Paul Parker, head of Catch Together, at Chatham harbor on Cape Cod.

Paul Parker, head of Catch Together, at Chatham Harbor on Cape Cod. (Photo credit: Meg Wilcox)

“Most of the organizations of fishermen we’re working with have deep experience in one or two of those areas, but not all three,” said Parker.

That’s why Alaskans Own and the Alaska Sustainable Fisheries Trust, which received a grant to harvest lingcod and sablefish, teamed up with the Wave, said Herendeen. “We knew the Wave had the structure in place to help move the fish to families in need.”

Reaching In-Lieu Fishing Communities

The Wave program aims to feed more than 600,000 people in rural and BIPOC communities through early November with a combination of hot meals and fresh-frozen fillets, and it piggybacks off the efforts of other food relief organizations. That means “things change on the daily,” notes Keri Johns, a manager at The Wave.

It’s currently providing fresh frozen fish to Feed the Mass, which is preparing hot meals for firefighters and wildfire evacuees, among other activities. In-lieu fishing communities remain a priority, however, and it has adapted to their needs by following the tribal fishermen as they move up river with the salmon harvest, providing hot meals from a food truck, via Food Fleet, and also providing a one-pot stew bag with the fish that their families can easily cook.

Johns said that the Wave’s immediate focus areas are supporting tribal fishermen with hot meals during their busy salmon harvest and getting technical needs sorted out for kids for online schooling. But over the longer term, “we’re looking to make a food system that works for the little guy and the health of our nation,” she explained. “How people look at seafood, how fish gets distributed, and where it goes is part of what needs to change. It’s a great protein source.”

Nailing that approach could go a long way to helping feed communities that have been doubly disadvantaged—first by generations of neglect and underinvestment driven by systemic racism, then again by the disproportionate impacts of COVID-19.

A Range of Efforts

Like the Wave, most Catch Together grant recipients are donating fish in frozen, vacuum-packaged, individual servings and/or collaborating with food assistance programs to produce hot meals. Many are also including recipe cards and information about the fish and the people who caught it.

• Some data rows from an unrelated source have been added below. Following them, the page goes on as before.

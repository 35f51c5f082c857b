//! Strategy seam for the exact solver.
//!
//! Both DP representations implement [`ExactStrategy`] over plain
//! `(weight, value)` items in half-hour units, so they can be swapped without
//! touching validation or result assembly in [`DpSolver`](crate::DpSolver).
//!
//! Implementations must agree on:
//! - the recurrence `dp[i][w] = max(dp[i-1][w], value_i + dp[i-1][w - weight_i])`;
//! - the tie-break: an item is taken only when including it is *strictly*
//!   better than excluding it;
//! - reconstruction by walking the take decisions from `(n, T)` downwards.
//!
//! Under those rules every strategy returns the same chosen indices and the
//! same total value for the same input.

use serde::Serialize;

use crate::config::TableMode;
use crate::solvers::{DpTable, RollingTable};
use crate::task::Task;

/// A task reduced to its knapsack weight (half-hour units) and value.
#[derive(Debug, Clone, Copy, PartialEq, Eq, Serialize)]
pub struct Item {
    pub weight: usize,
    pub value: u64,
}

impl From<&Task> for Item {
    fn from(task: &Task) -> Self {
        Self {
            weight: task.duration_units() as usize,
            value: u64::from(task.productivity()),
        }
    }
}

/// Table data retained by a strategy after a solve.
#[derive(Debug, Clone, PartialEq, Eq, Serialize)]
#[serde(tag = "mode", rename_all = "lowercase")]
pub enum TableSnapshot {
    Full(DpTable),
    Rolling(RollingTable),
}

impl TableSnapshot {
    pub fn mode(&self) -> TableMode {
        match self {
            TableSnapshot::Full(_) => TableMode::Full,
            TableSnapshot::Rolling(_) => TableMode::Rolling,
        }
    }

    /// `dp[n][T]`.
    pub fn optimum(&self) -> u64 {
        match self {
            TableSnapshot::Full(table) => table.optimum(),
            TableSnapshot::Rolling(table) => table.optimum(),
        }
    }
}

/// Result of one exact solve over items.
#[derive(Debug, Clone, PartialEq, Eq)]
pub struct ExactOutcome {
    /// Indices of chosen items, ascending.
    pub chosen: Vec<usize>,
    /// Sum of chosen weights.
    pub used_units: usize,
    /// Sum of chosen values; always equals `table.optimum()`.
    pub total_value: u64,
    pub table: TableSnapshot,
}

impl ExactOutcome {
    pub(crate) fn new(items: &[Item], chosen: Vec<usize>, table: TableSnapshot) -> Self {
        let used_units = chosen.iter().map(|&i| items[i].weight).sum();
        let total_value = chosen.iter().map(|&i| items[i].value).sum();
        Self {
            chosen,
            used_units,
            total_value,
            table,
        }
    }
}

/// An exact 0/1 knapsack strategy.
pub trait ExactStrategy {
    /// Representation produced by this strategy.
    fn mode(&self) -> TableMode;

    /// Solve for `capacity` half-hour units.
    ///
    /// Callers validate the capacity against their allocation limits first;
    /// implementations allocate without further checks.
    fn solve_items(&self, items: &[Item], capacity: usize) -> ExactOutcome;
}
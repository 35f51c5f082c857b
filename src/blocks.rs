//! Checkpoint blocks used by the rolling strategy.
//!
//! Each `RowBlock` covers the items `[start, end)` and stores the DP row as it
//! was *before* item `start` was applied, so the rows inside the block can be
//! replayed without the full table.

/// A checkpointed DP row for the item interval `[start, end)`.
#[derive(Debug, Clone)]
pub struct RowBlock {
    /// Index of the first item in the block.
    pub start: usize,
    /// One past the last item in the block.
    pub end: usize,
    /// `dp[start][0..=T]`.
    pub row: Vec<u64>,
}

impl RowBlock {
    /// Number of items covered by the block.
    #[inline]
    pub fn len(&self) -> usize {
        self.end.saturating_sub(self.start)
    }

    #[inline]
    pub fn is_empty(&self) -> bool {
        self.len() == 0
    }
}

#[cfg(test)]
mod tests {
    use super::RowBlock;

    #[test]
    fn zero_length_block_is_empty() {
        let b = RowBlock {
            start: 5,
            end: 5,
            row: vec![0],
        };
        assert_eq!(b.len(), 0);
        assert!(b.is_empty());
    }

    #[test]
    fn typical_block_len() {
        let b = RowBlock {
            start: 2,
            end: 7,
            row: vec![0; 4],
        };
        assert_eq!(b.len(), 5);
        assert!(!b.is_empty());
    }
}
//! Full-table 0/1 knapsack.
//!
//! Rows are items (`0..=n`, row 0 is the empty prefix), columns are capacities
//! in half-hour units (`0..=T`). Alongside every value cell the strategy
//! records whether taking the row's item was strictly better, which is what
//! reconstruction and table visualisation read back.
//!
//! With the `parallel` feature each row is filled across threads. A row only
//! reads the previous one, so cell decisions are unchanged.

use serde::Serialize;

use super::decide;
use crate::config::TableMode;
use crate::traits::{ExactOutcome, ExactStrategy, Item, TableSnapshot};

/// Row-major DP value and take tables.
#[derive(Debug, Clone, PartialEq, Eq, Serialize)]
pub struct DpTable {
    rows: usize,
    cols: usize,
    values: Vec<u64>,
    take: Vec<bool>,
    weights: Vec<usize>,
}

/// One row of the backtracking walk from `(n, T)` to row 0.
#[derive(Debug, Clone, Copy, PartialEq, Eq, Serialize)]
pub struct PathStep {
    /// Table row; row `i` decides item `i - 1`.
    pub row: usize,
    /// Remaining capacity when the walk reaches this row.
    pub capacity_units: usize,
    pub value: u64,
    pub taken: bool,
}

impl DpTable {
    /// Number of rows, `n + 1`.
    pub fn rows(&self) -> usize {
        self.rows
    }

    /// Number of columns, `T + 1`.
    pub fn cols(&self) -> usize {
        self.cols
    }

    pub fn num_items(&self) -> usize {
        self.rows - 1
    }

    pub fn capacity_units(&self) -> usize {
        self.cols - 1
    }

    /// `dp[i][w]`.
    ///
    /// # Panics
    /// Panics if `i >= rows()` or `w >= cols()`.
    #[inline]
    pub fn value(&self, i: usize, w: usize) -> u64 {
        self.values[self.offset(i, w)]
    }

    /// `take[i][w]`; always false on row 0.
    #[inline]
    pub fn took(&self, i: usize, w: usize) -> bool {
        self.take[self.offset(i, w)]
    }

    pub fn row(&self, i: usize) -> &[u64] {
        &self.values[i * self.cols..(i + 1) * self.cols]
    }

    pub fn take_row(&self, i: usize) -> &[bool] {
        &self.take[i * self.cols..(i + 1) * self.cols]
    }

    /// `dp[n][T]`.
    pub fn optimum(&self) -> u64 {
        self.value(self.num_items(), self.capacity_units())
    }

    /// Walk the take table from `(n, T)` to row 0.
    ///
    /// Steps are returned in walk order (row `n` first).
    pub fn solution_path(&self) -> Vec<PathStep> {
        let mut steps = Vec::with_capacity(self.rows);
        let mut w = self.capacity_units();
        for i in (0..=self.num_items()).rev() {
            let taken = i > 0 && self.took(i, w);
            steps.push(PathStep {
                row: i,
                capacity_units: w,
                value: self.value(i, w),
                taken,
            });
            if taken {
                w -= self.weights[i - 1];
            }
        }
        steps
    }

    /// Chosen item indices in original order.
    pub fn backtrack(&self) -> Vec<usize> {
        let mut chosen: Vec<usize> = self
            .solution_path()
            .into_iter()
            .filter(|step| step.taken)
            .map(|step| step.row - 1)
            .collect();
        chosen.reverse();
        chosen
    }

    #[inline]
    fn offset(&self, i: usize, w: usize) -> usize {
        assert!(w < self.cols, "capacity {w} outside table of {} columns", self.cols);
        i * self.cols + w
    }
}

/// Strategy building the complete `(n+1) x (T+1)` tables.
#[derive(Debug, Clone, Copy, Default)]
pub struct FullTable;

impl FullTable {
    /// Fill both tables for `items` and `capacity` half-hour units.
    pub fn build(&self, items: &[Item], capacity: usize) -> DpTable {
        let rows = items.len() + 1;
        let cols = capacity + 1;
        let mut values = vec![0u64; rows * cols];
        let mut take = vec![false; rows * cols];

        for (i, &item) in items.iter().enumerate() {
            let (done, rest) = values.split_at_mut((i + 1) * cols);
            let prev = &done[i * cols..];
            let next = &mut rest[..cols];
            let flags = &mut take[(i + 1) * cols..(i + 2) * cols];
            fill_row(prev, next, flags, item);
        }

        DpTable {
            rows,
            cols,
            values,
            take,
            weights: items.iter().map(|item| item.weight).collect(),
        }
    }
}

impl ExactStrategy for FullTable {
    fn mode(&self) -> TableMode {
        TableMode::Full
    }

    fn solve_items(&self, items: &[Item], capacity: usize) -> ExactOutcome {
        let table = self.build(items, capacity);
        let chosen = table.backtrack();
        #[cfg(feature = "tracing")]
        tracing::debug!(
            rows = table.rows(),
            cols = table.cols(),
            chosen = chosen.len(),
            "full table filled"
        );
        ExactOutcome::new(items, chosen, TableSnapshot::Full(table))
    }
}

#[cfg(not(feature = "parallel"))]
fn fill_row(prev: &[u64], next: &mut [u64], flags: &mut [bool], item: Item) {
    for (w, (cell, flag)) in next.iter_mut().zip(flags.iter_mut()).enumerate() {
        (*cell, *flag) = decide(prev, w, item);
    }
}

#[cfg(feature = "parallel")]
fn fill_row(prev: &[u64], next: &mut [u64], flags: &mut [bool], item: Item) {
    use rayon::prelude::*;

    const MIN_CELLS_PER_TASK: usize = 1024;

    next.par_iter_mut()
        .zip(flags.par_iter_mut())
        .enumerate()
        .with_min_len(MIN_CELLS_PER_TASK)
        .for_each(|(w, (cell, flag))| {
            (*cell, *flag) = decide(prev, w, item);
        });
}
//! Example: the full table and the rolling row pick the same tasks.
//!
//! The rolling strategy can also be selected for the whole scheduler with
//! `TASK_KNAPSACK_TABLE_MODE=rolling`.
//!
//! Run with:
//! `cargo run --example strategies`

use task_knapsack::{DpSolver, Scheduler, SchedulerConfig, TableMode, Task};

fn main() -> Result<(), Box<dyn std::error::Error>> {
    let tasks: Vec<Task> = (0..40)
        .map(|i| {
            let hours = (1 + (i * 5 + 1) % 7) as f64 / 2.0;
            let productivity = 1 + (i * 11 + 3) % 17;
            Task::new(format!("task-{i:02}"), hours, productivity)
        })
        .collect::<Result<_, _>>()?;
    let capacity = 24.0;

    let full = DpSolver::new().solve(&tasks, capacity)?;
    let rolling = DpSolver::new()
        .with_mode(TableMode::Rolling)
        .solve(&tasks, capacity)?;

    println!("full table:  value={} hours={}", full.total_value, full.total_hours());
    println!("rolling row: value={} hours={}", rolling.total_value, rolling.total_hours());
    if let Some(table) = rolling.rolling() {
        println!(
            "rolling row kept {} checkpoints every {} tasks",
            table.checkpoints(),
            table.block_size()
        );
    }
    println!("same tasks chosen: {}", full.chosen_indices == rolling.chosen_indices);
    println!();

    let config = SchedulerConfig::from_env()?;
    println!("scheduler from environment: {:?}", config.table_mode);
    let comparison = Scheduler::with_config(config).compare(Some(&tasks), capacity)?;
    println!("{}", serde_json::to_string_pretty(&comparison.summary())?);
    Ok(())
}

The Maine Coast Fishermen’s Alliance, for example, received funding to purchase 80,000 pounds of hake, a groundfish species, and pay a processor to fillet and package the fish for distribution through Good Shepherd Food Bank and potentially through Maine schools.

In other parts of the country, the Mississippi Commercial Fisheries United, is purchasing up to 20,000 pounds of shrimp, and paying a processor to prepare it for distribution through the Mississippi hunger relief organization Extra Table.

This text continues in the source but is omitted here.